Fucharoen S, Siritanaratkul N, Winichagoon P, Chowthaworn J, Siriboon W, Muangsup W, Chaicharoen S, Poolsup N, Chindavijak B, Pootrakul P, Piankijagum A, Schechter A N, Rodgers G P
Department of Medicine, Faculty of Medicine, Siriraj Hospital, Bangkok, Thailand.
Blood. 1996 Feb 1;87(3):887-92.
Hydroxyurea (HU) is one of several agents that have been shown to enhance hemoglobin (Hb) F levels in patients with sickle cell disease and may be useful as a therapy for beta-globinopathies. However, limited information exists on the effects of HU in patients with thalassemia. Accordingly, we examined the hematologic effects of orally administered HU in 13 patients with beta-thalassemia/Hb E, including four patients who had been splenectomized. These patients were treated with escalating doses (final range, 10 to 20 mg/kg/d) for 5 months and were observed in the outpatient hematology clinic every 2 to 4 weeks. Complete blood counts including reticulocyte counts, amounts of Hb E and Hb F, G gamma:A gamma and alpha:non-alpha globin biosynthetic ratios were evaluated before and during treatment. Almost all patients responded with an average increase of 33% in Hb F levels, from a mean (+/- SD) of 42% +/- 11% to 56% +/- 8% (P < .0001), and a reciprocal decline in the percentage of Hb E from 59% +/- 9% to 49% +/- 8% (P < .001). Reticulocytosis was decreased from a mean (+/- SD) of 18.0% +/- 15.6% to 11.7% +/- 9.1% (P < .05); there was also a slight (10%) but statistically significant increase in hemoglobin levels and an improved balance in alpha:non-alpha globin chains ratios. The side effects were minimal in most patients, although these patients tended to tolerate a lower dose of HU before significant myelosuppression than has been our previous experience in sickle cell disease. One splenectomized patient died of sepsis during the trial. We conclude that increased Hb F production in beta-thalassemia/Hb E patients, with an improvement in the alpha:non-alpha globin ratios and, probably, the effectiveness of erythropoiesis, can be achieved using HU. Longer trials of HU in this population, including at other doses and in combination with other agents, appear warranted.

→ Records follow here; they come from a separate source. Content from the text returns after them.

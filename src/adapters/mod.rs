//! Adapters: concrete implementations of the ports.

pub mod email;
pub mod esign;
pub mod http;
pub mod postgres;
pub mod stripe;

羟基脲(HU)是已被证明可提高镰状细胞病患者血红蛋白(Hb)F水平的几种药物之一,可能对β地中海贫血有治疗作用。然而,关于HU对地中海贫血患者影响的信息有限。因此,我们研究了口服HU对13例β地中海贫血/Hb E患者的血液学影响,其中包括4例已行脾切除术的患者。这些患者接受递增剂量(最终范围为10至20mg/kg/d)治疗5个月,每2至4周在门诊血液科进行观察。在治疗前和治疗期间评估全血细胞计数,包括网织红细胞计数、Hb E和Hb F含量、Gγ:Aγ和α:非α珠蛋白生物合成比率。几乎所有患者均有反应,Hb F水平平均升高33%,从平均(±标准差)42%±11%升至56%±8%(P<.0001),Hb E百分比相应从59%±9%降至49%±8%(P<.001)。网织红细胞增多从平均(±标准差)18.0%±15.6%降至11.7%±9.1%(P<.05);血红蛋白水平也有轻微(10%)但具有统计学意义的升高,α:非α珠蛋白链比率得到改善。大多数患者的副作用极小,尽管与我们之前在镰状细胞病中的经验相比,这些患者在出现明显骨髓抑制之前往往只能耐受较低剂量的HU。1例脾切除患者在试验期间死于败血症。我们得出结论,使用HU可使β地中海贫血/Hb E患者的Hb F生成增加,α:非α珠蛋白比率得到改善,红细胞生成的有效性可能也会提高。对该人群进行更长时间的HU试验,包括使用其他剂量以及与其他药物联合使用,似乎是有必要的。